Natural and semisynthetic mammea-type isoprenylated dihydroxycoumarins uncouple cellular respiration

In an effort to identify natural product-based molecular-targeted antitumor agents, mammea-type coumarins from the tropical/subtropical plant Mammea americana were found to inhibit the activation of HIF-1 (hypoxia-inducible factor-1) in human breast and prostate tumor cells. In addition to the recently reported mammea E/BB (15), bioassay-guided fractionation of the active extract yielded 14 mammea-type coumarins including three new compounds, mammea F/BB (1), mammea F/BA (2), and mammea C/AA (3). The absolute configuration of C-1' in 1 was determined by the modified Mosher's method on a methylated derivative. These coumarins were evaluated for their effects on mitochondrial respiration, HIF-1 signaling, and tumor cell proliferation/viability.
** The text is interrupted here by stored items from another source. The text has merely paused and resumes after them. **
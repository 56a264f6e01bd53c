use axum::{
    extract::{Path, Query, State},
    http::StatusCode,
    response::IntoResponse,
    Json,
};

use crate::{
    controller::param::{PaginationParams, SharerUserId},
    error::AppError,
    model::request::CreateRequestDto,
    service::request::RequestService,
    state::AppState,
};

/// Post a new item request.
///
/// # Returns
/// - `201 Created` - Successfully created request
/// - `400 Bad Request` - Blank description
/// - `404 Not Found` - Requester missing
pub async fn create_request(
    State(state): State<AppState>,
    SharerUserId(requester_id): SharerUserId,
    Json(payload): Json<CreateRequestDto>,
) -> Result<impl IntoResponse, AppError> {
    let service = RequestService::new(&state.db);

    let request = service.create(requester_id, payload).await?;

    Ok((StatusCode::CREATED, Json(request)))
}

/// Get the calling user's own requests, newest first, each with the items
/// created to fulfill it.
pub async fn get_own_requests(
    State(state): State<AppState>,
    SharerUserId(user_id): SharerUserId,
) -> Result<impl IntoResponse, AppError> {
    let service = RequestService::new(&state.db);

    let requests = service.get_own(user_id).await?;

    Ok((StatusCode::OK, Json(requests)))
}

/// Get a page of other users' requests, newest first.
pub async fn get_all_requests(
    State(state): State<AppState>,
    SharerUserId(user_id): SharerUserId,
    Query(params): Query<PaginationParams>,
) -> Result<impl IntoResponse, AppError> {
    let service = RequestService::new(&state.db);

    let requests = service.get_all(user_id, params.from, params.size).await?;

    Ok((StatusCode::OK, Json(requests)))
}

/// Get a request by ID. Visible to any existing user.
pub async fn get_request_by_id(
    State(state): State<AppState>,
    SharerUserId(user_id): SharerUserId,
    Path(request_id): Path<i32>,
) -> Result<impl IntoResponse, AppError> {
    let service = RequestService::new(&state.db);

    let request = service.get_by_id(request_id, user_id).await?;

    Ok((StatusCode::OK, Json(request)))
}
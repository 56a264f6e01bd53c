use sea_orm::entity::prelude::*;

/// A request for an item nobody has listed yet. Owners fulfill a request by
/// creating an item with `request_id` pointing back at it.
#[derive(Clone, Debug, PartialEq, Eq, DeriveEntityModel)]
#[sea_orm(table_name = "item_request")]
pub struct Model {
    #[sea_orm(primary_key)]
    pub id: i32,
    pub requester_id: i32,
    pub description: String,
    pub created: DateTimeUtc,
}

#[derive(Copy, Clone, Debug, EnumIter, DeriveRelation)]
pub enum Relation {
    #[sea_orm(
        belongs_to = "super::user::Entity",
        from = "Column::RequesterId",
        to = "super::user::Column::Id",
        on_update = "Cascade",
        on_delete = "Cascade"
    )]
    Requester,
    #[sea_orm(has_many = "super::item::Entity")]
    Item,
}

impl Related<super::user::Entity> for Entity {
    fn to() -> RelationDef {
        Relation::Requester.def()
    }
}

impl Related<super::item::Entity> for Entity {
    fn to() -> RelationDef {
        Relation::Item.def()
    }
}

impl ActiveModelBehavior for ActiveModel {}
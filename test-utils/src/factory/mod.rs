//! Factory methods for creating test data.
//!
//! Each entity has its own factory module with both a `Factory` struct for
//! customization and a `create_*` convenience function for quick default
//! creation. Factories handle foreign key relationships so tests stay concise.
//!
//! # Basic Usage
//!
//! ```rust,ignore
//! use test_utils::factory;
//!
//! #[tokio::test]
//! async fn test_example() -> Result<(), sea_orm::DbErr> {
//!     let db = /* ... */;
//!
//!     // Create with defaults
//!     let user = factory::user::create_user(&db).await?;
//!     let item = factory::item::create_item(&db, user.id).await?;
//!
//!     // Create a booking with all dependencies
//!     let (owner, booker, item, booking) =
//!         factory::helpers::create_booking_with_dependencies(&db).await?;
//!
//!     Ok(())
//! }
//! ```
//!
//! # Customization
//!
//! Use the factory builders for custom values:
//!
//! ```rust,ignore
//! let booking = factory::booking::BookingFactory::new(&db, item.id, booker.id)
//!     .start(Utc::now() - Duration::days(2))
//!     .end(Utc::now() - Duration::days(1))
//!     .status("APPROVED")
//!     .build()
//!     .await?;
//! ```

pub mod booking;
pub mod comment;
pub mod helpers;
pub mod item;
pub mod item_request;
pub mod user;

// Re-export commonly used factory functions for concise usage
pub use booking::create_booking;
pub use comment::create_comment;
pub use item::create_item;
pub use item_request::create_request;
pub use user::create_user;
Acetylation of 1 afforded a triacetoxylated product (A-2) that inhibited HIF-1 activation with increased potency in both T47D (IC(50) 0.83 μM for hypoxia-induced) and PC-3 cells (IC(50) 0.94 μM for hypoxia-induced). Coumarins possessing a 6-prenyl-8-(3-methyloxobutyl) substituent pattern exhibited enhanced HIF-1 inhibitory effects. The O-methylated derivatives were less active at inhibiting HIF-1 and suppressing cell proliferation/viability. Mechanistic studies indicate that these compounds act as anionic protonophores that potently uncouple mitochondrial electron transport and disrupt hypoxic signaling.